Por Jerônimo Dix-huit Rosado Ventura
Calem-se
todos! Liana partiu.
Dizem que
quando alguém morre, vira uma estrela. Não foi o caso de Liana. Ela nasceu e
morreu uma estrela.
Quero aqui testificar quem foi este ser, este bólido, que passou pela terra, deixando a sua marca, indelével no coração daqueles que a conheceram.
A despeito de ter se mudado para o Rio de Janeiro quando meu avô era senador da república, não seguiu o modelo de sua classe social vigente. Causou uma disrupção social, tendo como amigos pessoas muito simples, que conhecia em Copacabana. Seus amigos eram os frequentadores das ruas, sejam lá quem fossem. Bastava estar no caminho entre o apartamento e a praia, sua paixão, para se tornar seu amigo. Eram vendedores de sorvete, atendentes da padaria, zeladores de prédios. Também tinha amigos moradores de rua, que muitas vezes ganhavam cobertores, lençóis, alimentos, todos retirados de sua casa, sem sequer perguntar se haveria permissão. Certa vez, presenciei uma cena muito interessante. Era inverno no Rio, morávamos na avenida Copacabana. Minha mãe retornou de uma ida à rua, sem o casaco com o qual saíra. Meu pai lhe perguntou. Nesse frio? Saiu sem casaco? Ela respondeu: é porque dei o meu casaco para um mendigo que passava frio.
Vejam quem foi a minha inspiração! Como não ter como paradigma de convívio humano uma pessoa que não possuía atavios, desprovida de ornamentos sociais? Para ela, pessoas sempre foram pessoas. Nada mais que isso. Quem pintava nossa casa eram os sambistas do morro da mangueira. Seus melhores amigos eram os gays. E imaginem o que era ter a casa cheia de gays nos anos setenta! Alguns diziam a ela: cuidado! Os teus dois filhos vão ser influenciados. Ela respondia: não há influência negativa. Há convívio. Convívio com pessoas de alta sensibilidade, boníssimas e que são meus amigos.
A sua miríade de sentimentos, de condutas, de aceitação, foi o nosso azo moral para nos tornarmos seres sem preconceitos. Nada nos diferenciaria um dos outros: nem raça, nem cor, nem religião e muito menos classe social.
A sua partida partiu o coração de muitos. Mas como não reverenciar e ficar feliz ao ver quem ela foi e o que fez na vida? Ela viveu intensamente cada momento de sua existência.
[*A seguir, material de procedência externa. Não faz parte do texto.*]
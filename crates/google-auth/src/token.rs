//! OAuth token exchange and refresh
//!
//! Handles the two token endpoint interactions:
//! 1. Authorization code exchange (end of the interactive PKCE flow)
//! 2. Refresh-token exchange (when the cached access token goes stale)
//!
//! Both POST form-encoded bodies with different grant types. An empty
//! client secret is omitted from the form rather than sent as `""`.

use serde::{Deserialize, Serialize};
use tracing::debug;

use crate::error::{Error, Result};

/// Successful token endpoint response.
///
/// `expires_in` is a delta in seconds from the response time. The caller
/// converts it to an absolute unix millisecond instant when storing.
#[derive(Debug, Deserialize, Serialize)]
pub struct TokenResponse {
    pub access_token: String,
    /// Only issued on first consent (or with `prompt=consent`)
    #[serde(default, skip_serializing_if = "Option::is_none")]
    pub refresh_token: Option<String>,
    pub expires_in: u64,
}

/// Error body shape returned by the provider on non-success statuses.
#[derive(Debug, Default, Deserialize)]
struct TokenErrorBody {
    error: Option<String>,
    error_description: Option<String>,
}

/// OAuth client identity sent with every token request.
#[derive(Clone, Copy)]
pub struct ClientCredentials<'a> {
    pub client_id: &'a str,
    pub client_secret: &'a str,
}

impl<'a> ClientCredentials<'a> {
    fn append_to<'f>(&self, form: &mut Vec<(&'static str, &'f str)>)
    where
        'a: 'f,
    {
        form.push(("client_id", self.client_id));
        let secret = self.client_secret.trim();
        if !secret.is_empty() {
            form.push(("client_secret", secret));
        }
    }
}

/// Exchange an authorization code for tokens.
///
/// The `redirect_uri` must be the exact loopback URI used in the
/// authorization request, and `verifier` the session's PKCE verifier.
pub async fn exchange_code(
    client: &reqwest::Client,
    token_url: &str,
    credentials: ClientCredentials<'_>,
    code: &str,
    redirect_uri: &str,
    verifier: &str,
) -> Result<TokenResponse> {
    let mut form = Vec::with_capacity(6);
    credentials.append_to(&mut form);
    form.extend([
        ("grant_type", "authorization_code"),
        ("code", code),
        ("redirect_uri", redirect_uri),
        ("code_verifier", verifier),
    ]);

    let response = client
        .post(token_url)
        .form(&form)
        .send()
        .await
        .map_err(|e| Error::Http(format!("token exchange request failed: {e}")))?;

    let status = response.status();
    let body = response
        .text()
        .await
        .map_err(|e| Error::Http(format!("reading token exchange response: {e}")))?;

    if !status.is_success() {
        let message = provider_message(&body)
            .unwrap_or_else(|| format!("Token exchange failed ({})", status.as_u16()));
        debug!(status = status.as_u16(), "token exchange rejected");
        return Err(classify_exchange_error(message));
    }

    serde_json::from_str::<TokenResponse>(&body)
        .map_err(|e| Error::ProviderExchange(format!("invalid token response: {e}")))
}

/// Exchange a refresh token for a new access token.
pub async fn refresh_token(
    client: &reqwest::Client,
    token_url: &str,
    credentials: ClientCredentials<'_>,
    refresh: &str,
) -> Result<TokenResponse> {
    let mut form = Vec::with_capacity(4);
    credentials.append_to(&mut form);
    form.extend([("grant_type", "refresh_token"), ("refresh_token", refresh)]);

    let response = client
        .post(token_url)
        .form(&form)
        .send()
        .await
        .map_err(|e| Error::Http(format!("token refresh request failed: {e}")))?;

    let status = response.status();
    let body = response
        .text()
        .await
        .map_err(|e| Error::Http(format!("reading token refresh response: {e}")))?;

    if !status.is_success() {
        debug!(status = status.as_u16(), "token refresh rejected");
        return Err(Error::ProviderExchange(provider_message(&body).unwrap_or_else(
            || format!("Refresh failed ({})", status.as_u16()),
        )));
    }

    serde_json::from_str::<TokenResponse>(&body)
        .map_err(|e| Error::ProviderExchange(format!("invalid refresh response: {e}")))
}

/// Extract `error_description`, else `error`, from a provider error body.
fn provider_message(body: &str) -> Option<String> {
    let parsed: TokenErrorBody = serde_json::from_str(body).unwrap_or_default();
    parsed
        .error_description
        .filter(|s| !s.is_empty())
        .or(parsed.error.filter(|s| !s.is_empty()))
}

/// Map a failed code exchange message to actionable guidance.
///
/// Web-type OAuth clients fail PKCE exchanges without a secret
/// (`invalid_client` / `client_secret` complaints); a redirect URI mismatch
/// means the two legs used different loopback URIs. Anything else is
/// surfaced unchanged.
pub fn classify_exchange_error(message: String) -> Error {
    let lower = message.to_lowercase();
    if lower.contains("client_secret") || lower.contains("invalid_client") {
        return Error::ProviderExchange(
            "Looks like a Web OAuth client. Create a Desktop app client for PKCE (no client_secret)."
                .into(),
        );
    }
    if lower.contains("redirect_uri_mismatch") {
        return Error::ProviderExchange(
            "Redirect URI mismatch. Use the same loopback URI (http://127.0.0.1:<port>) for both steps."
                .into(),
        );
    }
    Error::ProviderExchange(message)
}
Ela fez a diferença na vida de muitos. Morou nos Estados Unidos, viajou por quatro continentes, foi destaque de escola de samba. Era uma vanguardista para a sua época. Ela abria as portas, os outros a seguiam. Quem conviveu com Liana, não a esquecerá jamais.
Teve uma vida atribulada. Um descolamento de retina nos anos setenta a tirou uma visão e a deixou permanentemente em busca de preservar a visão remanescente.
Outros problemas físicos surgidos em seu final de vida infirmaram o seu ânimo e a sua alegria.
As mortes do seu filho mais velho e do seu marido por 46 anos com uma diferença de uma semana foi o tiro de misericórdia no seu moral. Desde então uma sequência de mazelas a acometeram. Ela perdeu o brilho e a vontade de permanecer se esvaiu.
Então, Deus resolveu convidá-la a se dirigir à luz. E ela se foi.
Não temos o direito de ficarmos tristes por sua partida. Ela não nos permitiria. Daria aquela bronca tradicional e nos diria como é bom ser alegre, ver a vida pela ótica positiva.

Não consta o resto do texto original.